§ Try it: Show, from the entries below, every line in which "filename" appears.

[Opening Exercise materials section]

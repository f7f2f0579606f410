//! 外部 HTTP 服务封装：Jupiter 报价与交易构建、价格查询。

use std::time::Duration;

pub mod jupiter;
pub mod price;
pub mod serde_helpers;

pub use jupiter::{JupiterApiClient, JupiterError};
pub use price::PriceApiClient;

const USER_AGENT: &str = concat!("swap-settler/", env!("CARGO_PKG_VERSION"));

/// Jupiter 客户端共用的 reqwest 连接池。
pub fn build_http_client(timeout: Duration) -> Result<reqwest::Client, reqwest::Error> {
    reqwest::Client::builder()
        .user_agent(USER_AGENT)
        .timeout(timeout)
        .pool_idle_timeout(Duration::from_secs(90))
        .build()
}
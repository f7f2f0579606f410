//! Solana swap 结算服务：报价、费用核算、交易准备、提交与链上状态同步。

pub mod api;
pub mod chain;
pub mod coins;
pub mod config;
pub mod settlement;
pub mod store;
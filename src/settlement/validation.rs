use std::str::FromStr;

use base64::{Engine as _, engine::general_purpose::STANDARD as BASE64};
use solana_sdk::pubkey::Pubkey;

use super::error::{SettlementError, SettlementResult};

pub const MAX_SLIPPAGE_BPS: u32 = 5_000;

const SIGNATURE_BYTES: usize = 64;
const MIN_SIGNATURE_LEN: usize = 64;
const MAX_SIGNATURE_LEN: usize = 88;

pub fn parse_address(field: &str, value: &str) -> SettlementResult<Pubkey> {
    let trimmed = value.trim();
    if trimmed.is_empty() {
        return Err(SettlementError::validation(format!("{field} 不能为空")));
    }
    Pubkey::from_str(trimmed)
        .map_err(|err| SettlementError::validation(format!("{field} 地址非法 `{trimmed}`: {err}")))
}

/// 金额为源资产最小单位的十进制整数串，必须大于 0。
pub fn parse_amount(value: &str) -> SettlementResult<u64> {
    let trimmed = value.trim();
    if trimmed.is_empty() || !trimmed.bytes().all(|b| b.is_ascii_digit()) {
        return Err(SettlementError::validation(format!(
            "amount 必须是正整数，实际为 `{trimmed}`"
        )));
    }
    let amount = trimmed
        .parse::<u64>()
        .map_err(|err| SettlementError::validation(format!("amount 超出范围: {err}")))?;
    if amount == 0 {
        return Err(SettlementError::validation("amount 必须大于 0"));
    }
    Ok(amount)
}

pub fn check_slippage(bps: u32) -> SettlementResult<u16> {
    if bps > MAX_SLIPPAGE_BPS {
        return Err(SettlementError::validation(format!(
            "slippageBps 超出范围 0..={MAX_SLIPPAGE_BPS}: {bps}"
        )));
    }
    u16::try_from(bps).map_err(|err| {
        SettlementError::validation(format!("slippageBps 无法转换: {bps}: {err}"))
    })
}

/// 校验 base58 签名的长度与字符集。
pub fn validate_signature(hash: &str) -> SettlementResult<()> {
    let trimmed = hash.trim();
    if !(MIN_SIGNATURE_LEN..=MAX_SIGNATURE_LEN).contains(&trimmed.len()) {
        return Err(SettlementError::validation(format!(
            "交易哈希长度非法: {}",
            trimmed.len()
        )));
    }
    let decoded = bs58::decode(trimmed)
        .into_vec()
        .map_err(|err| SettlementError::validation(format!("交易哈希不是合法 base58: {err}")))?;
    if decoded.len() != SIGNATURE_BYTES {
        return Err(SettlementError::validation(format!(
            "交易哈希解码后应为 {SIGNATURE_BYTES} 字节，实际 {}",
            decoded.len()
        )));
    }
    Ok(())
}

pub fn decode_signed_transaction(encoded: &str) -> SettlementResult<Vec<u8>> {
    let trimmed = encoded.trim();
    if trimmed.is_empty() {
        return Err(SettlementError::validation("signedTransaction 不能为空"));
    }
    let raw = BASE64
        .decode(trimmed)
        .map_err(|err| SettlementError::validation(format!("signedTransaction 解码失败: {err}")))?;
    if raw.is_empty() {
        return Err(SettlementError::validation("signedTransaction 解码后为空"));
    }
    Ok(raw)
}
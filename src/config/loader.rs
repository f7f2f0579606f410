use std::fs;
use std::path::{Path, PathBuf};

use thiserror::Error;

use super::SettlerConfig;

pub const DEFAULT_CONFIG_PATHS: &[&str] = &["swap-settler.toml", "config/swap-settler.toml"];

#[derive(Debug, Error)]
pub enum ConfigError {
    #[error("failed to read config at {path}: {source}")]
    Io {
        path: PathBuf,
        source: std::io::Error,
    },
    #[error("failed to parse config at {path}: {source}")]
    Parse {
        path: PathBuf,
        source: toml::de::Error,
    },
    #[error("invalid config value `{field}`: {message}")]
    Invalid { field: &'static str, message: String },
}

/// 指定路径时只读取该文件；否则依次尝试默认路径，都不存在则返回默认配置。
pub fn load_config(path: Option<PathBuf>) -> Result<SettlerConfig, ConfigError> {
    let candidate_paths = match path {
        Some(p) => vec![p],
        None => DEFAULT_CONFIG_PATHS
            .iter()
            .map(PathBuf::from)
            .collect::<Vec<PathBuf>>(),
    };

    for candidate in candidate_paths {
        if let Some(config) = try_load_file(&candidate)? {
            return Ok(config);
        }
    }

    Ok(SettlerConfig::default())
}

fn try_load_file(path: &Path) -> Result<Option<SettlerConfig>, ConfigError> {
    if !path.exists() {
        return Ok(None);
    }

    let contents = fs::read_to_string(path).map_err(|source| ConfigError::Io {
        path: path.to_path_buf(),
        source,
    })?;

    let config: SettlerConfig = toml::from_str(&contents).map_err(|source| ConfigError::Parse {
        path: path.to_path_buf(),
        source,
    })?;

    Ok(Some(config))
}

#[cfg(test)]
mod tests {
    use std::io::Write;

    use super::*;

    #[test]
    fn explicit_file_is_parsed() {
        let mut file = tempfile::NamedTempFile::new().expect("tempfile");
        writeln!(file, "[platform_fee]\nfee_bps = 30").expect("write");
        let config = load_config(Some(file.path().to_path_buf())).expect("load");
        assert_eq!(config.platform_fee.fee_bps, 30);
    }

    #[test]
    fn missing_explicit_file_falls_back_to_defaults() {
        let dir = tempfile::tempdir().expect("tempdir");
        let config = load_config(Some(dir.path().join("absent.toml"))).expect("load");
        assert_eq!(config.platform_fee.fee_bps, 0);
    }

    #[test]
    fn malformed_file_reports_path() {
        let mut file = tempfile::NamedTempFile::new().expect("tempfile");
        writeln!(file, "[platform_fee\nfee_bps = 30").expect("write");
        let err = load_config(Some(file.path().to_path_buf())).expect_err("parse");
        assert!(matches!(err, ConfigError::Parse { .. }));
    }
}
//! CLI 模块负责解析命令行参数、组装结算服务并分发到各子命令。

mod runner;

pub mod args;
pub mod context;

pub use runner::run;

[Closing Exercise materials section]

§ Solution:
filename src/settlement/validation.rs
filename src/config/loader.rs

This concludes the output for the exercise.